▶ TASK DESCRIPTION
Find the word "when" in the data. Return every line where it appears.

(Saved entries)
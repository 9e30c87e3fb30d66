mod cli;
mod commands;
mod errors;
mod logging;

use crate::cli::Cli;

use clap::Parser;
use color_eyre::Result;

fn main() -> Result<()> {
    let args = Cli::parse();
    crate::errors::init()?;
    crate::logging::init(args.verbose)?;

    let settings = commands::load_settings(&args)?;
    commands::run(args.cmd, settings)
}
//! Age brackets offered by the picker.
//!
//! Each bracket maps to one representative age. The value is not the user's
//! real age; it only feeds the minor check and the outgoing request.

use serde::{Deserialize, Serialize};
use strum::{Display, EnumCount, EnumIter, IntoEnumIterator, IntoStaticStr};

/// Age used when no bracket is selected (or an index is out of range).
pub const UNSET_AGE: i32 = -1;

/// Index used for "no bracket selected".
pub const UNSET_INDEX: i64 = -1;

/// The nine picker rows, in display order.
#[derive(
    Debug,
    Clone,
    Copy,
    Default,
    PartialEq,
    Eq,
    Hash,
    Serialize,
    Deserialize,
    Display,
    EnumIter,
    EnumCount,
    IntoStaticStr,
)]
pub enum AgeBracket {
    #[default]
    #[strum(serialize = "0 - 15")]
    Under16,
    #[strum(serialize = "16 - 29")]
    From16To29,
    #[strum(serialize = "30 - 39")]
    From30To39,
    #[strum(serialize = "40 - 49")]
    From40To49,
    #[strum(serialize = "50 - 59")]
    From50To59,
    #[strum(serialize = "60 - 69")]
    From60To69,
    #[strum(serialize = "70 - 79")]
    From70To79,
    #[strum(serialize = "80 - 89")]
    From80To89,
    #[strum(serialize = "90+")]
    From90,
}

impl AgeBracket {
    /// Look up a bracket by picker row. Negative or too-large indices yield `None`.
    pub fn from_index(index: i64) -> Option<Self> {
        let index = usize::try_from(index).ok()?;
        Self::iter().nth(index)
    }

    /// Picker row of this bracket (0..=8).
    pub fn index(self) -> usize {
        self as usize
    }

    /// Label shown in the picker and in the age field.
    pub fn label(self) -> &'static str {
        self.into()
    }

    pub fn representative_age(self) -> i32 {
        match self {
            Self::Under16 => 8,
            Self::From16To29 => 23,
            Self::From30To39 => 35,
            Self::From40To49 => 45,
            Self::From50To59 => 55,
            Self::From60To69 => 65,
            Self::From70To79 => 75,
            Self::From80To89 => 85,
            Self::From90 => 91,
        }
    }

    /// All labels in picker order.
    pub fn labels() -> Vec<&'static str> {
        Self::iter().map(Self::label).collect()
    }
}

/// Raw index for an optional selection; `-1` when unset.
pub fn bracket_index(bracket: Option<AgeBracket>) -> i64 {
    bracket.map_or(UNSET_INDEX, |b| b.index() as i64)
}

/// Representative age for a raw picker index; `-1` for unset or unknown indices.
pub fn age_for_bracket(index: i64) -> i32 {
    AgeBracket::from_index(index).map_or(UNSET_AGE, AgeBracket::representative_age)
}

▶ WRITTEN RESPONSE
/// Age used when no bracket is selected (or an index is out of range).
/// Raw index for an optional selection; `-1` when unset.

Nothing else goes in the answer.